I stepped back as the ground beneath my feet was eaten away. The pangs in my stomach were growing more insistent and it wouldn’t be long before I flooded my under carriage with hot, greasy effluence.
My “sister” seemed unworried. With a serene expression, she pointed towards the house. I lurched desperately through the back door and stumbled up the stairs to the bathroom. To my consternation, I found the toilet smashed to pieces, water spurting from the porcelain ruin.
I was running out of time. This turd was coming whether I liked it or not, and it was not fussy about the manner of its emancipation. Whimpering involuntarily, I pulled down my trousers and hung my arse over the side of the bath. But before I could release the tension from my clenched and aching buttocks, the taps began to protest.
“Nay, sir,” the hot tap scolded me, “befoul not thy shiny tub!”
“Have mercy,” gushed the cold tap, “spare thine china trough thy brown indignity!”
Touched by their plight, I remained clenched and shuffled away, down the stairs and out the front door, trousers clinging to my ankles.
My “uncle” was where I had left him, atop his mound ranting about seeing the sun safely home. But now he was surrounded by dozens of smashed toilets.

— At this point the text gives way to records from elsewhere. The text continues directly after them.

use super::{new_id, now_stamp, require_class};
use crate::error::{GradebookError, Result};
use crate::model::{Class, ClassSummary, Student};
use crate::validate::check_name;
use rusqlite::{Connection, OptionalExtension};

/// Class-scoped rows, in the order they must go. There is no ON DELETE CASCADE
/// in the schema, so every table that hangs off a class is listed here.
const CLASS_CASCADE: [(&str, &str); 4] = [
    (
        "grades",
        "DELETE FROM grades
         WHERE assignment_id IN (SELECT id FROM assignments WHERE class_id = ?)",
    ),
    ("assignments", "DELETE FROM assignments WHERE class_id = ?"),
    (
        "class_students",
        "DELETE FROM class_students WHERE class_id = ?",
    ),
    ("classes", "DELETE FROM classes WHERE id = ?"),
];

/// Row counts removed by `delete_class`.
#[derive(Debug, Clone, Copy, Default, PartialEq, Eq)]
pub struct DeleteSummary {
    pub grades: usize,
    pub assignments: usize,
    pub enrollments: usize,
}

pub fn list_classes(conn: &Connection) -> Result<Vec<ClassSummary>> {
    // Correlated subqueries so the counts don't multiply through joins.
    let mut stmt = conn.prepare(
        "SELECT
           c.id,
           c.class_name,
           (SELECT COUNT(*) FROM class_students cs WHERE cs.class_id = c.id) AS student_count,
           (SELECT COUNT(*) FROM assignments a WHERE a.class_id = c.id) AS assignment_count
         FROM classes c
         ORDER BY c.rowid",
    )?;
    let classes = stmt
        .query_map([], |r| {
            Ok(ClassSummary {
                id: r.get(0)?,
                name: r.get(1)?,
                student_count: r.get(2)?,
                assignment_count: r.get(3)?,
            })
        })?
        .collect::<rusqlite::Result<Vec<_>>>()?;
    Ok(classes)
}

pub fn create_class(conn: &Connection, name: &str) -> Result<Class> {
    let name = check_name("class", name)?;
    let class = Class {
        id: new_id(),
        name,
        created_at: now_stamp(),
        students: Vec::new(),
    };
    conn.execute(
        "INSERT INTO classes(id, class_name, created_at) VALUES(?, ?, ?)",
        (&class.id, &class.name, &class.created_at),
    )?;
    tracing::info!(class_id = %class.id, name = %class.name, "class created");
    Ok(class)
}

/// The class and its roster in enrollment order.
pub fn get_class(conn: &Connection, class_id: &str) -> Result<Class> {
    let row: Option<(String, String)> = conn
        .query_row(
            "SELECT class_name, created_at FROM classes WHERE id = ?",
            [class_id],
            |r| Ok((r.get(0)?, r.get(1)?)),
        )
        .optional()?;
    let Some((name, created_at)) = row else {
        return Err(GradebookError::NotFound {
            what: "class",
            id: class_id.to_string(),
        });
    };

    Ok(Class {
        id: class_id.to_string(),
        name,
        created_at,
        students: class_students(conn, class_id)?,
    })
}

pub fn class_students(conn: &Connection, class_id: &str) -> Result<Vec<Student>> {
    require_class(conn, class_id)?;
    let mut stmt = conn.prepare(
        "SELECT s.id, s.full_name, s.created_at
         FROM class_students cs
         JOIN students s ON s.id = cs.student_id
         WHERE cs.class_id = ?
         ORDER BY cs.sort_order",
    )?;
    let students = stmt
        .query_map([class_id], |r| {
            Ok(Student {
                id: r.get(0)?,
                full_name: r.get(1)?,
                created_at: r.get(2)?,
            })
        })?
        .collect::<rusqlite::Result<Vec<_>>>()?;
    Ok(students)
}

/// Removes the class with its enrollments, assignments and grades in one
/// transaction. Student rows are never touched.
pub fn delete_class(conn: &Connection, class_id: &str) -> Result<DeleteSummary> {
    require_class(conn, class_id)?;

    let tx = conn.unchecked_transaction()?;
    let mut removed = [0usize; CLASS_CASCADE.len()];
    for (slot, (table, sql)) in removed.iter_mut().zip(CLASS_CASCADE) {
        *slot = tx
            .execute(sql, [class_id])
            .map_err(|source| GradebookError::DeleteFailed { table, source })?;
    }
    // Dropping an uncommitted transaction rolls it back, so any early return
    // above leaves the class as it was.
    tx.commit()?;

    // Positions follow CLASS_CASCADE.
    let [grades, assignments, enrollments, _classes] = removed;
    let summary = DeleteSummary {
        grades,
        assignments,
        enrollments,
    };
    tracing::info!(
        %class_id,
        grades = summary.grades,
        assignments = summary.assignments,
        enrollments = summary.enrollments,
        "class deleted"
    );
    Ok(summary)
}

I stumbled from one to the other, trying to find an intact seat on which to park my heaving bottom and relieve my straining guts of their poisonous burden. As I franticly staggered from one shattered china bowl to another, the vortex grew in size and fury and began to consume my house. The deafening sound of splintering wood, cracking masonry and smashing glass began to drown out the ravings of my “uncle”.
I put my hands to my ears and screamed.
* * * *
Bright sunlight streamed between the slats of the Venetian blind. My phone was ringing. I touched the green ‘answer’ icon and put the phone to my ear.
“Mr Harlequin?” a voice said.
“Speaking,” I replied.
“I’m afraid I have some bad news.”
My stomach ached abominably.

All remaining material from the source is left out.